The loose-coupling method is widely used in different disciplines, and for the aeroelastic problem, Shaobo Wang et al. [24] gave the general idea of solving the problem based on the loose-coupling method through the combination of CFD + CSD (Computational Structural Dynamics). For the vortex-induced vibration problem in the chapter, the vertical vibrating structure is first regarded as a single-degree-of-freedom spring oscillator system composed of mass-stiffness-damping. Then, the Newmark-β method for solving the vertical dynamic equations of the structure and the unique macro commands in Fluent are written into the self-coded UDF (User Defined Function) for interfacing with Fluent by using the secondary development function in Fluent. Finally, the hydrodynamic equations and the structural equations of motion are solved sequentially at each time step. The vertical motion equation of the structure is shown as (2),

$$m\left[\ddot{y}(t)+2{\zeta }_b{\omega }_b\dot{y}(t)+{\omega }_b^{2}y(t)\right]=F_y(t)$$

(2)

where m is the mass per unit length of the structure, $\ddot{y}$ the vertical acceleration, $\dot{y}$ the vertical velocity, $y$ the displacement of the structure at any given moment, ω_b the vertical natural circular frequency of the structure, ζ_b the vertical damping ratio of the structure, and F_y(t) the vertical load acting on the structure. At the beginning of the calculation, the fluid governing equations of the system in each time step are first solved, and the lift force on the structure is extracted by the macro Compute_Force_And_Moment. Then the vertical motion equations of the structure under the lift forces are solved by the Newmark-β numerical method in the UDF described above to obtain the $\ddot{y}$, $\dot{y}$ and $y$ of the structure. Finally, the physical quantities obtained in the previous step are assigned to the structure and the surrounding dynamic mesh by the macro DEFINE_CG_MOTIONG to update the motion state of the structure, and then the computation converges in that time step to the next time step. Thus, the iterative cycle continues until the monitored physical quantities stabilize. The vortex-induced vibration system of the bridge after the improvement of the FSI (Fluid Structure Interaction) system structure in the literature [24] is shown in Figure 11.

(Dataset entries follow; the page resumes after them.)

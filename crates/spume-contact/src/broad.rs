//! Broad-phase candidate discovery via a single-axis interval sweep.
//!
//! Quickly identifies *candidate* collision pairs so the narrow phase
//! never runs an O(n²) scan. The index is rebuilt from scratch every
//! tick — bodies move continuously, so stale intervals would be wrong —
//! but all working buffers keep their capacity across rebuilds.

use spume_types::constants::CANDIDATES_PER_BODY;
use spume_types::Scalar;
use spume_world::BodyArena;

use crate::dispatch::WorkerPool;

/// Candidate pair from the broad phase (indices into one body arena).
///
/// Always stored canonically with `a < b`, so a pair is emitted at most
/// once per tick and never as a self-pair.
#[derive(Debug, Clone, Copy, PartialEq, Eq, Hash)]
pub struct CandidatePair {
    /// Lower body index.
    pub a: u32,
    /// Higher body index.
    pub b: u32,
}

impl CandidatePair {
    /// Creates a canonically ordered pair. `i` and `j` must differ.
    #[inline]
    pub fn new(i: u32, j: u32) -> Self {
        debug_assert_ne!(i, j, "self-pair");
        if i < j {
            Self { a: i, b: j }
        } else {
            Self { a: j, b: i }
        }
    }
}

/// One body's extent on the sweep axis plus the perpendicular extent
/// used for cheap refinement.
#[derive(Debug, Clone, Copy)]
struct IntervalEvent {
    body: u32,
    start: Scalar,
    end: Scalar,
    y_min: Scalar,
    y_max: Scalar,
}

/// Sort-and-sweep broad phase over the X axis.
///
/// The world scrolls horizontally, so bodies spread primarily along X;
/// sweeping that axis keeps the active set small. Events are sorted by
/// interval start with ties broken by body index, making pair emission
/// order a pure function of current positions and radii.
///
/// The candidate buffer is pre-reserved and reused every tick to avoid
/// allocation churn at tens-of-thousands-of-bodies scale.
#[derive(Debug, Default)]
pub struct SweepIndex {
    events: Vec<IntervalEvent>,
    candidates: Vec<CandidatePair>,
}

impl SweepIndex {
    /// Creates an empty index.
    pub fn new() -> Self {
        Self::default()
    }

    /// Creates an index with buffers sized for `bodies` entries.
    pub fn with_capacity(bodies: usize) -> Self {
        Self {
            events: Vec::with_capacity(bodies),
            candidates: Vec::with_capacity(bodies * CANDIDATES_PER_BODY),
        }
    }

    /// Empties the internal buffers, retaining their capacity.
    pub fn clear(&mut self) {
        self.events.clear();
        self.candidates.clear();
    }

    /// Builds and sorts the interval events from current positions/radii.
    ///
    /// Call after [`SweepIndex::clear`], once per tick.
    pub fn populate(&mut self, arena: &BodyArena) {
        for i in 0..arena.len() {
            let x = arena.pos_x[i];
            let y = arena.pos_y[i];
            let r = arena.radius[i];
            self.events.push(IntervalEvent {
                body: i as u32,
                start: x - r,
                end: x + r,
                y_min: y - r,
                y_max: y + r,
            });
        }

        self.events.sort_unstable_by(|a, b| {
            a.start
                .partial_cmp(&b.start)
                .unwrap_or(std::cmp::Ordering::Equal)
                .then_with(|| a.body.cmp(&b.body))
        });
    }

    /// Sweeps the sorted events and fills the candidate buffer.
    ///
    /// A body entering the sweep is tested only against bodies whose
    /// interval has started but not yet ended, so comparisons stay local
    /// to geometric neighbors. Pairs must also overlap on the Y axis;
    /// the exact circle-distance test is left to the narrow phase.
    pub fn collect_candidates(&mut self) -> &[CandidatePair] {
        self.candidates.clear();
        let n = self.events.len();

        for i in 0..n {
            let lead = self.events[i];
            for follow in &self.events[(i + 1)..n] {
                // Events are sorted by start: once one starts past the
                // lead interval's end, no later event can overlap it.
                if follow.start > lead.end {
                    break;
                }
                if follow.y_min <= lead.y_max && lead.y_min <= follow.y_max {
                    self.candidates.push(CandidatePair::new(lead.body, follow.body));
                }
            }
        }

        &self.candidates
    }

    /// The candidate buffer from the most recent sweep.
    pub fn candidates(&self) -> &[CandidatePair] {
        &self.candidates
    }

    /// Number of interval events currently populated.
    pub fn body_count(&self) -> usize {
        self.events.len()
    }

    /// Sweeps for candidates, then invokes `callback` for every unique
    /// pair across the worker pool and blocks until all workers finish.
    ///
    /// The candidate buffer is split into one contiguous chunk per
    /// scratch slot; each worker receives exclusive access to its slot
    /// for the duration of the fork-join round. With zero or one body
    /// populated there is nothing to sweep and the call returns at once.
    pub fn for_each_unique_index_pair<S, F>(
        &mut self,
        pool: &WorkerPool,
        scratch: &mut [S],
        callback: F,
    ) where
        S: Send,
        F: Fn(&mut S, u32, u32) + Sync,
    {
        if self.events.len() < 2 {
            self.candidates.clear();
            return;
        }
        self.collect_candidates();
        pool.dispatch_pairs(&self.candidates, scratch, callback);
    }
}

Firstly, the static flow simulation is carried out. Based on the previous experience, it is found that the results of the simulations with the time step of 0.001 s are more efficient, and the error of the three-part force coefficient was smaller compared with other groups. The Strouhal (St) number was calculated by calculating the incoming wind speed in the range of 2–5 m/s wind speed. The parameters related to the numerical simulation are set as shown in

Table 5. Calculation results of structural dynamic characteristics.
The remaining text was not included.